▶ _WHAT YOU HAVE TO DO_
Examine the records below. Report how many of their lines contain the word "constructing", with no other content.

▶ _DATASET RECORDS_
╔══
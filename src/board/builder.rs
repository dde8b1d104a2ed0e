//! Fluent builder for constructing positions.
//!
//! Allows creating positions piece by piece or from piece-placement text.
//! Movement flags are inferred from where pieces stand: a pawn off its
//! starting row, a king off its home square and a rook off its corner are
//! treated as having moved. Use [`BoardBuilder::moved`] to mark any other
//! piece as moved.
//!
//! # Example
//! ```
//! use chess_rules::board::{BoardBuilder, Color, Piece, Square};
//!
//! let board = BoardBuilder::new()
//!     .piece(Square(7, 4), Color::White, Piece::King)
//!     .piece(Square(0, 4), Color::Black, Piece::King)
//!     .piece(Square(6, 0), Color::White, Piece::Pawn)
//!     .build();
//! assert!(board.piece_at(Square(6, 0)).is_some());
//! ```

use super::error::PlacementError;
use super::{Board, Color, Piece, PieceState, Square};

/// A fluent builder for constructing `Board` positions.
#[derive(Clone, Debug, Default)]
pub struct BoardBuilder {
    pieces: Vec<(Square, Color, Piece)>,
    moved: Vec<Square>,
    just_advanced_two: Option<Square>,
}

impl BoardBuilder {
    /// Create a new empty board builder.
    #[must_use]
    pub fn new() -> Self {
        Self::default()
    }

    /// Create a builder starting from the standard initial position.
    #[must_use]
    pub fn starting_position() -> Self {
        let mut builder = Self::new();
        for (sq, piece) in Board::new().occupied() {
            builder.pieces.push((sq, piece.color, piece.kind));
        }
        builder
    }

    /// Parse piece-placement text: eight rows separated by `/`, row 0
    /// (rank 8) first, uppercase for White, digits for runs of empty squares.
    pub fn from_placement(placement: &str) -> Result<Self, PlacementError> {
        let rows: Vec<&str> = placement.trim().split('/').collect();
        if rows.len() != 8 {
            return Err(PlacementError::WrongRowCount { found: rows.len() });
        }

        let mut builder = Self::new();
        for (row, text) in rows.iter().enumerate() {
            let mut col = 0usize;
            for c in text.chars() {
                if let Some(skip) = c.to_digit(10) {
                    col += skip as usize;
                    continue;
                }
                let piece = Piece::from_char(c).ok_or(PlacementError::InvalidPiece { char: c })?;
                let color = if c.is_ascii_uppercase() {
                    Color::White
                } else {
                    Color::Black
                };
                if col < 8 {
                    builder
                        .pieces
                        .push((Square(row as i32, col as i32), color, piece));
                }
                col += 1;
            }
            if col != 8 {
                return Err(PlacementError::WrongColumnCount { row, cols: col });
            }
        }
        Ok(builder)
    }

    /// Place a piece on the board.
    #[must_use]
    pub fn piece(mut self, square: Square, color: Color, piece: Piece) -> Self {
        self.pieces.retain(|(sq, _, _)| *sq != square);
        self.pieces.push((square, color, piece));
        self
    }

    /// Remove a piece from a square.
    #[must_use]
    pub fn clear(mut self, square: Square) -> Self {
        self.pieces.retain(|(sq, _, _)| *sq != square);
        self
    }

    /// Mark the piece on `square` as having moved.
    #[must_use]
    pub fn moved(mut self, square: Square) -> Self {
        self.moved.push(square);
        self
    }

    /// Mark the pawn on `square` as having just advanced two rows, making it
    /// capturable en passant on the next ply.
    #[must_use]
    pub fn just_advanced_two(mut self, square: Square) -> Self {
        self.just_advanced_two = Some(square);
        self
    }

    /// Build the board.
    #[must_use]
    pub fn build(self) -> Board {
        let mut board = Board::empty();

        for (square, color, kind) in self.pieces {
            let mut piece = PieceState::new(kind, color);
            piece.has_moved = !on_home_square(square, color, kind) || self.moved.contains(&square);
            piece.just_advanced_two =
                kind == Piece::Pawn && self.just_advanced_two == Some(square);
            if piece.just_advanced_two {
                piece.has_moved = true;
            }
            board.set_piece(square, piece);
        }

        board
    }
}

/// Whether an unmoved piece of this kind could stand on `square`.
fn on_home_square(square: Square, color: Color, kind: Piece) -> bool {
    match kind {
        Piece::Pawn => square.0 == color.pawn_start_row(),
        Piece::King => square == Square(color.back_row(), 4),
        Piece::Rook => square.0 == color.back_row() && (square.1 == 0 || square.1 == 7),
        Piece::Knight | Piece::Bishop | Piece::Queen => true,
    }
}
╚══
▶ _PROBLEM SOLUTION_
2